== Data provided ==
----
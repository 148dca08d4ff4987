// SPDX-License-Identifier: BUSL-1.1
// Copyright (c) 2026 Alfred Jean LLC

//! `run_working_on_bead`: the per-issue iteration algorithm.

use super::{Controller, DrainState, Signals, StallContext};
use crate::event_bus::EventReceiver;
use crate::work_queue::BeadState;
use drain_adapters::{SessionOutcome, SessionRunner, SpawnConfig, TrackerClient, TurnBoundaryFn};
use drain_core::{Bead, BeadId, BeadStatus, Clock, Event, Severity, StallType};
use std::sync::atomic::Ordering;
use std::sync::Arc;
use std::time::Duration;

/// Outcome of one subprocess attempt, already resolved against signals.
enum Attempt {
    Finished(SessionOutcome),
    SpawnFailed(String),
    ForceStopped,
}
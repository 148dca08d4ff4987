// SPDX-License-Identifier: BUSL-1.1
// Copyright (c) 2026 Alfred Jean LLC

//! `draind` — runs the drain loop to completion (or until stopped).

// Allow panic!/unwrap/expect in test code
#![cfg_attr(test, allow(clippy::panic))]
#![cfg_attr(test, allow(clippy::unwrap_used))]
#![cfg_attr(test, allow(clippy::expect_used))]

use std::sync::Arc;

use clap::Parser;
use drain_adapters::{BrTrackerClient, ClaudeSessionRunner, RealCommandRunner};
use drain_core::{BeadId, SystemClock};
use drain_daemon::{Cli, DrainConfig, DrainHandle};
use drain_engine::{Controller, ControllerConfig, EventBus, WorkQueue, WorkQueueConfig};
use drain_storage::{LogSink, StateSink};
use tokio::signal::unix::{signal, SignalKind};
use tracing::{error, info};
use tracing_subscriber::EnvFilter;

#[tokio::main]
async fn main() -> Result<(), Box<dyn std::error::Error>> {
    let cli = Cli::parse();
    let config = DrainConfig::load(cli)?;
    init_tracing(&config.log_filter);

    let tracker = BrTrackerClient::new(Arc::new(RealCommandRunner::new(config.tracker_command.clone())))
        .with_timeouts(config.tracker_timeout, config.tracker_show_timeout);
    let runner = ClaudeSessionRunner::new();

    let work_queue = WorkQueue::new(
        WorkQueueConfig {
            epic: config.epic.as_deref().map(BeadId::new),
            selection_mode: config.selection_mode,
            eager_switch: config.eager_switch,
            ..WorkQueueConfig::default()
        },
        config.backoff,
        config.max_failures,
        SystemClock,
    );

    let event_bus = EventBus::new();

    let state_sink = StateSink::load_or_empty(&config.state_file_path)?;
    let restored = state_sink.snapshot();

    let cwd = std::env::current_dir()?;
    let controller_config = ControllerConfig {
        poll_interval: config.poll_interval,
        command: config.agent_command.clone(),
        cwd: cwd.clone(),
        prompt_template_path: config.prompt_template_path.clone(),
        follow_up_template_path: config.follow_up_template_path.clone(),
        epic: config.epic.as_deref().map(BeadId::new),
        ..ControllerConfig::default()
    };

    let controller = Arc::new(Controller::new(
        Arc::new(tracker),
        Arc::new(runner),
        SystemClock,
        work_queue,
        event_bus.clone(),
        controller_config,
    ));
    controller.restore_from_snapshot(restored);

    let log_sink_handle = LogSink::new(config.event_log_path.clone()).start(event_bus.subscribe());
    let state_sink_handle = state_sink.start(event_bus.subscribe());

    let drain_handle = DrainHandle::new(controller.handle());
    spawn_signal_handlers(drain_handle);

    info!(work_dir = %cwd.display(), "starting drain loop");
    let result = controller.run(&cwd.display().to_string()).await;

    event_bus.close();
    log_sink_handle.wait().await;
    state_sink_handle.wait().await;

    match result {
        Ok(()) => {
            info!("drain loop exited cleanly");
            Ok(())
        }
        Err(e) => {
            error!(error = %e, "drain loop exited with an error");
            Err(e.into())
        }
    }
}

/// SIGTERM is a forceful stop, SIGINT a graceful one — the drain loop
/// finishes its current iteration before stopping either way.
fn spawn_signal_handlers(handle: DrainHandle) {
    tokio::spawn(async move {
        let mut sigterm = match signal(SignalKind::terminate()) {
            Ok(s) => s,
            Err(e) => {
                error!(error = %e, "failed to install SIGTERM handler");
                return;
            }
        };
        let mut sigint = match signal(SignalKind::interrupt()) {
            Ok(s) => s,
            Err(e) => {
                error!(error = %e, "failed to install SIGINT handler");
                return;
            }
        };
        tokio::select! {
            _ = sigterm.recv() => {
                info!("received SIGTERM, stopping");
                handle.stop();
            }
            _ = sigint.recv() => {
                info!("received SIGINT, stopping gracefully");
                handle.graceful_stop();
            }
        }
    });
}

fn init_tracing(filter: &str) {
    let filter = EnvFilter::try_new(filter).unwrap_or_else(|_| EnvFilter::new("info"));
    tracing_subscriber::fmt().with_env_filter(filter).init();
}

#[cfg(test)]
#[path = "main_tests.rs"]
mod tests;
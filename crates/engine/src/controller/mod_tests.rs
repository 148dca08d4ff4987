use super::*;
use crate::work_queue::WorkQueueConfig;
use async_trait::async_trait;
use chrono::DateTime;
use drain_adapters::{
    ClosedEpic, FakeSessionRunner, FakeTrackerClient, ReadyFilter, ScriptedSession, StatusFilter,
    TrackerError,
};
use drain_core::{BackoffSchedule, Bead, BeadStatus, FakeClock, IssueType};
use std::sync::atomic::{AtomicU32, Ordering as AtomicOrdering};
use std::time::Duration;

fn bead(id: &str, issue_type: IssueType, parent: Option<&str>) -> Bead {
    Bead {
        id: BeadId::new(id),
        title: format!("bead {id}"),
        description: "do the thing".into(),
        status: BeadStatus::Open,
        priority: 1,
        issue_type,
        parent: parent.map(BeadId::new),
        labels: vec![],
        created_at: DateTime::UNIX_EPOCH,
        created_by: "someone".into(),
        updated_at: None,
    }
}

fn task(id: &str) -> Bead {
    bead(id, IssueType::Task, None)
}

fn work_queue(clock: FakeClock, max_failures: u32) -> WorkQueue<FakeClock> {
    WorkQueue::new(
        WorkQueueConfig::default(),
        BackoffSchedule::default(),
        max_failures,
        clock,
    )
}

fn controller(
    tracker: FakeTrackerClient,
    runner: FakeSessionRunner,
    clock: FakeClock,
    max_failures: u32,
) -> Arc<Controller<FakeTrackerClient, FakeSessionRunner, FakeClock>> {
    controller_with_tracker(tracker, runner, clock, max_failures, ControllerConfig::default())
}

fn controller_with_tracker<T: TrackerClient>(
    tracker: T,
    runner: FakeSessionRunner,
    clock: FakeClock,
    max_failures: u32,
    config: ControllerConfig,
) -> Arc<Controller<T, FakeSessionRunner, FakeClock>> {
    let queue = work_queue(clock.clone(), max_failures);
    Arc::new(Controller::new(
        Arc::new(tracker),
        Arc::new(runner),
        clock,
        queue,
        EventBus::new(),
        config,
    ))
}

/// Keeps every signal sender alive for the test's duration: a dropped sender
/// makes its matching `Receiver::recv()` resolve immediately with `None`,
/// which would be misread as a real signal by `select!`'s `_` patterns.
struct TestSignals {
    signals: Signals,
    pause_tx: SignalTx,
    graceful_pause_tx: SignalTx,
    resume_tx: SignalTx,
    stop_tx: SignalTx,
    graceful_stop_tx: SignalTx,
    retry_tx: SignalTx,
}

fn test_signals() -> TestSignals {
    let (pause_tx, pause) = signal_pair();
    let (graceful_pause_tx, graceful_pause) = signal_pair();
    let (resume_tx, resume) = signal_pair();
    let (stop_tx, stop) = signal_pair();
    let (graceful_stop_tx, graceful_stop) = signal_pair();
    let (retry_tx, retry) = signal_pair();
    TestSignals {
        signals: Signals {
            pause,
            graceful_pause,
            resume,
            stop,
            graceful_stop,
            retry,
        },
        pause_tx,
        graceful_pause_tx,
        resume_tx,
        stop_tx,
        graceful_stop_tx,
        retry_tx,
    }
}

/// Delegates to a [`FakeTrackerClient`], except its `show` closes the bead
/// once called `close_after` times — simulates the tracker's ground truth
/// flipping to closed partway through a multi-session iteration, without a
/// real race against the scripted session's background task.
struct ShowCountingTracker {
    inner: FakeTrackerClient,
    show_calls: AtomicU32,
    close_after: u32,
}

impl ShowCountingTracker {
    fn new(inner: FakeTrackerClient, close_after: u32) -> Self {
        Self {
            inner,
            show_calls: AtomicU32::new(0),
            close_after,
        }
    }
}

#[async_trait]
impl TrackerClient for ShowCountingTracker {
    async fn show(&self, id: &BeadId) -> Result<Option<Bead>, TrackerError> {
        let n = self.show_calls.fetch_add(1, AtomicOrdering::SeqCst) + 1;
        if n >= self.close_after {
            self.inner.close(id, "closed by agent").await?;
        }
        self.inner.show(id).await
    }

    async fn list(&self, filter: Option<StatusFilter>) -> Result<Vec<Bead>, TrackerError> {
        self.inner.list(filter).await
    }

    async fn ready(&self, filter: ReadyFilter) -> Result<Vec<Bead>, TrackerError> {
        self.inner.ready(filter).await
    }

    async fn labels(&self, id: &BeadId) -> Result<Vec<String>, TrackerError> {
        self.inner.labels(id).await
    }

    async fn update_status(
        &self,
        id: &BeadId,
        status: BeadStatus,
        notes: &str,
    ) -> Result<(), TrackerError> {
        self.inner.update_status(id, status, notes).await
    }

    async fn comment(&self, id: &BeadId, message: &str) -> Result<(), TrackerError> {
        self.inner.comment(id, message).await
    }

    async fn close(&self, id: &BeadId, reason: &str) -> Result<(), TrackerError> {
        self.inner.close(id, reason).await
    }

    async fn close_eligible_epics(&self) -> Result<Vec<ClosedEpic>, TrackerError> {
        self.inner.close_eligible_epics().await
    }
}

#[tokio::test]
async fn new_controller_starts_idle_with_no_current_bead() {
    let controller = controller(
        FakeTrackerClient::new(),
        FakeSessionRunner::new(),
        FakeClock::default(),
        3,
    );
    let status = controller.handle().status();
    assert_eq!(status.state, "idle");
    assert_eq!(status.reported_state, "idle");
    assert!(status.current_bead.is_none());
    assert_eq!(status.current_turn, 0);
}

#[tokio::test]
async fn transition_emits_state_changed_event_only_on_real_change() {
    let controller = controller(
        FakeTrackerClient::new(),
        FakeSessionRunner::new(),
        FakeClock::default(),
        3,
    );
    let mut events = controller.handle().events();

    controller.transition(DrainState::Working);
    controller.transition(DrainState::Working); // no-op, already Working

    let event = events.recv().await.unwrap();
    assert!(matches!(event, Event::DrainStateChanged { ref from, ref to, .. } if from == "idle" && to == "working"));

    let nothing_more = tokio::time::timeout(Duration::from_millis(20), events.recv()).await;
    assert!(nothing_more.is_err(), "a no-op transition must not emit a second event");
}

#[tokio::test]
async fn validate_epic_errors_when_configured_epic_missing() {
    let mut config = ControllerConfig::default();
    config.epic = Some(BeadId::new("EPIC-404"));
    let controller = controller_with_tracker(
        FakeTrackerClient::new(),
        FakeSessionRunner::new(),
        FakeClock::default(),
        3,
        config,
    );

    let err = controller.validate_epic().await.unwrap_err();
    assert!(matches!(err, ControllerError::EpicNotFound(id) if id == "EPIC-404"));
}

#[tokio::test]
async fn validate_epic_errors_when_configured_epic_is_not_an_epic() {
    let tracker = FakeTrackerClient::new();
    tracker.insert(task("EPIC-1"));
    let mut config = ControllerConfig::default();
    config.epic = Some(BeadId::new("EPIC-1"));
    let controller = controller_with_tracker(tracker, FakeSessionRunner::new(), FakeClock::default(), 3, config);

    let err = controller.validate_epic().await.unwrap_err();
    assert!(matches!(err, ControllerError::EpicTypeMismatch(_)));
}

#[tokio::test]
async fn validate_epic_passes_for_a_real_epic() {
    let tracker = FakeTrackerClient::new();
    tracker.insert(bead("EPIC-1", IssueType::Epic, None));
    let mut config = ControllerConfig::default();
    config.epic = Some(BeadId::new("EPIC-1"));
    let controller = controller_with_tracker(tracker, FakeSessionRunner::new(), FakeClock::default(), 3, config);

    controller.validate_epic().await.unwrap();
}

#[tokio::test]
async fn run_exits_cleanly_when_stopped_before_any_work() {
    let controller = controller(
        FakeTrackerClient::new(),
        FakeSessionRunner::new(),
        FakeClock::default(),
        3,
    );
    let handle = controller.handle();
    let mut events = handle.events();
    handle.stop();

    controller.run("workdir").await.unwrap();

    assert_eq!(handle.status().state, "stopped");
    assert!(matches!(events.recv().await.unwrap(), Event::DrainStart { .. }));
    // idle -> stopping, then stopping -> stopped.
    assert!(matches!(events.recv().await.unwrap(), Event::DrainStateChanged { .. }));
    assert!(matches!(events.recv().await.unwrap(), Event::DrainStateChanged { .. }));
    assert!(matches!(events.recv().await.unwrap(), Event::DrainStop { .. }));
}

#[tokio::test]
async fn await_paused_signal_resumes_on_resume_signal() {
    let controller = controller(
        FakeTrackerClient::new(),
        FakeSessionRunner::new(),
        FakeClock::default(),
        3,
    );
    controller.transition(DrainState::Paused);
    let mut ts = test_signals();
    ts.resume_tx.send();

    controller.await_paused_signal(&mut ts.signals).await;

    assert_eq!(controller.handle().status().state, "idle");
}

#[tokio::test]
async fn await_paused_signal_moves_to_stopping_on_stop() {
    let controller = controller(
        FakeTrackerClient::new(),
        FakeSessionRunner::new(),
        FakeClock::default(),
        3,
    );
    controller.transition(DrainState::Paused);
    let mut ts = test_signals();
    ts.stop_tx.send();

    controller.await_paused_signal(&mut ts.signals).await;

    assert_eq!(controller.handle().status().state, "stopping");
}

#[tokio::test]
async fn stalled_retry_clears_history_and_resumes() {
    let tracker = FakeTrackerClient::new();
    tracker.insert(task("A"));
    let controller = controller(tracker, FakeSessionRunner::new(), FakeClock::default(), 1);

    controller.work_queue.record_failure(&BeadId::new("A"), "boom");
    *controller.stall.lock() = Some(StallContext {
        bead_id: Some(BeadId::new("A")),
        bead_title: Some("bead A".into()),
        reason: "all ready beads are at max failures".into(),
        stall_type: StallType::Abandoned,
        created_beads: vec![],
    });
    controller.transition(DrainState::Stalled);

    let mut ts = test_signals();
    ts.retry_tx.send();
    controller.await_stalled_signal(&mut ts.signals).await;

    assert_eq!(controller.handle().status().state, "idle");
    assert!(controller.work_queue.history().get(&BeadId::new("A")).is_none());
}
----
== Problem ==
Look through the entries and return each line that has the word "ControllerError" in it.

== Written solution ==
    assert!(matches!(err, ControllerError::EpicNotFound(id) if id == "EPIC-404"));
    assert!(matches!(err, ControllerError::EpicTypeMismatch(_)));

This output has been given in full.